Step 5: Define Task Goals and Objectives
For each task and sub-task, define the goals and objectives. What should be achieved in each step? For instance, in gallbladder dissection, the goal might be to safely detach the gallbladder from the liver while preserving nearby structures.
Step 6: Skill and Equipment Requirements
Specify the skills and equipment required for each task. Consider the level of expertise needed, such as basic laparoscopic skills or advanced robotic manipulation. Document the instruments and technology involved.
Step 7: Cognitive Processes
Identify the cognitive processes involved, such as decision-making, spatial orientation, and problem-solving. Understanding the mental aspects of surgery is critical for training and error prevention.
Step 8: Consider Variations and Complications
Acknowledge potential variations in the procedure and anticipate complications. How would the surgical team adapt if unexpected issues arise? Task analysis should encompass both the standard procedure and potential deviations.
Step 9: Develop Training and Assessment Tools
Use the task analysis results to create structured training modules. These modules should align with the identified tasks, objectives, and skill requirements. Additionally, design assessment tools to evaluate the competence of trainees and surgical teams.
Step 10: Continuous Improvement
Task analysis is not a one-time endeavor. Regularly revisit the analysis to incorporate new techniques, technology, and best practices. Continuous improvement is vital for staying at the forefront of surgical care.
Implementing Task Analysis Results:
Once task analysis is complete, it's crucial to implement the findings effectively:
1. Training Programs: Develop and deliver training programs based on the task analysis. These programs should encompass both simulation-based training and real-life surgical experience.
2. Skill Assessment: Use the assessment tools developed during task analysis to evaluate the skills of surgical teams. This can be done through structured evaluations and objective metrics.

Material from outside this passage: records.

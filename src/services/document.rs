//! Narrow document boundary.
//!
//! The engine drives its rendering target through this interface:
//! install/remove one filter-graph container, install/remove one
//! stylesheet, query readiness, and observe added nodes. A browser
//! bridge implements it against the real DOM; [`MemoryDocument`] is the
//! in-crate implementation used by the harness and tests.

use std::sync::atomic::{AtomicBool, AtomicUsize, Ordering};
use std::sync::Mutex;
use tokio::sync::broadcast;

/// Id of the singleton stylesheet element.
pub const STYLE_ELEMENT_ID: &str = "firefox-hdr-optimizer-style";

/// Id of the singleton hidden container holding the SVG filter graph.
pub const GRAPH_CONTAINER_ID: &str = "video-enhancer-svg-container";

/// One-shot callback fired when the document becomes ready.
pub type ReadyCallback = Box<dyn FnOnce() + Send>;

/// A node added to the document, as seen by mutation observation.
#[derive(Debug, Clone)]
pub struct AddedNode {
    pub tag: String,
    pub contains_video: bool,
}

impl AddedNode {
    pub fn element(tag: impl Into<String>) -> Self {
        Self {
            tag: tag.into(),
            contains_video: false,
        }
    }

    pub fn video() -> Self {
        Self::element("video")
    }

    pub fn with_video(mut self) -> Self {
        self.contains_video = true;
        self
    }

    /// Whether this node is a video element or wraps one.
    pub fn is_video_bearing(&self) -> bool {
        self.tag.eq_ignore_ascii_case("video") || self.contains_video
    }
}

/// A burst of added nodes delivered in one observation callback.
#[derive(Debug, Clone)]
pub struct MutationBatch {
    pub added: Vec<AddedNode>,
}

impl MutationBatch {
    /// Short-circuits on the first video-bearing node.
    pub fn has_video(&self) -> bool {
        self.added.iter().any(AddedNode::is_video_bearing)
    }
}

/// The document operations the engine needs; nothing more.
///
/// All install operations are wholesale replacements of the singleton
/// element's content, never appends.
pub trait PageDocument: Send + Sync {
    /// Whether the document body exists yet.
    fn is_ready(&self) -> bool;

    /// Register a one-shot callback for readiness. Fires immediately
    /// if the document is already ready.
    fn on_ready(&self, callback: ReadyCallback);

    /// Replace the graph container's contents with the given markup,
    /// creating the container on first use.
    fn install_graph(&self, markup: &str);

    /// Remove the graph container entirely. No-op if absent.
    fn remove_graph(&self);

    /// Overwrite the singleton stylesheet's text, creating the element
    /// on first use.
    fn install_stylesheet(&self, css: &str);

    /// Remove the stylesheet element entirely. No-op if absent.
    fn remove_stylesheet(&self);

    /// Subscribe to added-node batches. Nothing is emitted before the
    /// document is ready.
    fn mutations(&self) -> broadcast::Receiver<MutationBatch>;
}

/// In-memory document for the native harness and tests.
///
/// Records installed markup and counts install calls so idempotence
/// can be asserted.
pub struct MemoryDocument {
    ready: AtomicBool,
    graph: Mutex<Option<String>>,
    stylesheet: Mutex<Option<String>>,
    graph_installs: AtomicUsize,
    stylesheet_writes: AtomicUsize,
    ready_callbacks: Mutex<Vec<ReadyCallback>>,
    mutation_sender: broadcast::Sender<MutationBatch>,
}

impl MemoryDocument {
    /// A document whose body is already available.
    pub fn new() -> Self {
        Self::with_readiness(true)
    }

    /// A document still waiting for its body; flip with [`set_ready`].
    ///
    /// [`set_ready`]: MemoryDocument::set_ready
    pub fn deferred() -> Self {
        Self::with_readiness(false)
    }

    fn with_readiness(ready: bool) -> Self {
        let (mutation_sender, _) = broadcast::channel(16);
        Self {
            ready: AtomicBool::new(ready),
            graph: Mutex::new(None),
            stylesheet: Mutex::new(None),
            graph_installs: AtomicUsize::new(0),
            stylesheet_writes: AtomicUsize::new(0),
            ready_callbacks: Mutex::new(Vec::new()),
            mutation_sender,
        }
    }

    /// Mark the document ready and fire deferred callbacks, each once.
    pub fn set_ready(&self) {
        self.ready.store(true, Ordering::SeqCst);
        let callbacks = {
            let mut pending = self.ready_callbacks.lock().expect("lock poisoned");
            std::mem::take(&mut *pending)
        };
        for callback in callbacks {
            callback();
        }
    }

    /// Deliver a batch of added nodes to mutation subscribers.
    ///
    /// Dropped silently while the document is not ready, mirroring
    /// observation starting at document-ready.
    pub fn insert_nodes(&self, added: Vec<AddedNode>) {
        if !self.is_ready() {
            return;
        }
        let _ = self.mutation_sender.send(MutationBatch { added });
    }

    /// Currently installed graph markup, if any.
    pub fn graph_markup(&self) -> Option<String> {
        self.graph.lock().expect("lock poisoned").clone()
    }

    /// Current stylesheet text, if any.
    pub fn stylesheet(&self) -> Option<String> {
        self.stylesheet.lock().expect("lock poisoned").clone()
    }

    /// How many times graph content was (re)installed.
    pub fn graph_install_count(&self) -> usize {
        self.graph_installs.load(Ordering::SeqCst)
    }

    /// How many times the stylesheet text was overwritten.
    pub fn stylesheet_write_count(&self) -> usize {
        self.stylesheet_writes.load(Ordering::SeqCst)
    }
}

impl Default for MemoryDocument {
    fn default() -> Self {
        Self::new()
    }
}

impl PageDocument for MemoryDocument {
    fn is_ready(&self) -> bool {
        self.ready.load(Ordering::SeqCst)
    }

    fn on_ready(&self, callback: ReadyCallback) {
        if self.is_ready() {
            callback();
            return;
        }
        self.ready_callbacks
            .lock()
            .expect("lock poisoned")
            .push(callback);
    }

    fn install_graph(&self, markup: &str) {
        *self.graph.lock().expect("lock poisoned") = Some(markup.to_string());
        self.graph_installs.fetch_add(1, Ordering::SeqCst);
    }

    fn remove_graph(&self) {
        *self.graph.lock().expect("lock poisoned") = None;
    }

    fn install_stylesheet(&self, css: &str) {
        *self.stylesheet.lock().expect("lock poisoned") = Some(css.to_string());
        self.stylesheet_writes.fetch_add(1, Ordering::SeqCst);
    }

    fn remove_stylesheet(&self) {
        *self.stylesheet.lock().expect("lock poisoned") = None;
    }

    fn mutations(&self) -> broadcast::Receiver<MutationBatch> {
        self.mutation_sender.subscribe()
    }
}
//! Last-wins debouncing.
//!
//! Bursts of triggers within the delay window collapse into a single
//! action run: each trigger aborts the pending timer and starts a new
//! one, so only the most recent trigger's timer ever fires.

use std::sync::{Arc, Mutex};
use std::time::Duration;
use tokio::task::JoinHandle;

/// Action run when the debounce window elapses without a newer trigger.
pub type DebounceAction = Arc<dyn Fn() + Send + Sync>;

pub struct Debouncer {
    delay: Duration,
    action: DebounceAction,
    pending: Mutex<Option<JoinHandle<()>>>,
}

impl Debouncer {
    pub fn new(delay: Duration, action: DebounceAction) -> Self {
        Self {
            delay,
            action,
            pending: Mutex::new(None),
        }
    }

    /// Schedule the action after the delay, superseding any pending
    /// timer. Must be called from within a tokio runtime.
    pub fn trigger(&self) {
        let mut pending = self.pending.lock().expect("lock poisoned");
        if let Some(handle) = pending.take() {
            handle.abort();
        }

        let action = self.action.clone();
        let delay = self.delay;
        *pending = Some(tokio::spawn(async move {
            tokio::time::sleep(delay).await;
            action();
        }));
    }

    /// Drop any pending timer without running the action.
    pub fn cancel(&self) {
        if let Some(handle) = self.pending.lock().expect("lock poisoned").take() {
            handle.abort();
        }
    }
}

3. Quality Improvement: Task analysis can reveal areas for process improvement. Work with the surgical team to implement changes that enhance efficiency and patient outcomes.
4. Error Prevention: Utilize the identified points of error to develop strategies for error prevention. This might involve checklists, preoperative briefings, and enhanced communication protocols.
5. Research and Innovation: Task analysis can also guide research efforts, leading to the development of new techniques and technologies that improve surgical procedures.
In conclusion, task analysis is an indispensable tool in understanding, teaching, and advancing complex surgical procedures such as laparoscopic and robotic surgeries. By meticulously dissecting each task and sub-task, identifying skill requirements, and considering cognitive processes, healthcare professionals can enhance patient safety, optimize surgical workflows, and continually improve the quality of surgical care. Task analysis is not merely an analytical exercise; it is a pathway to excellence in surgical practice.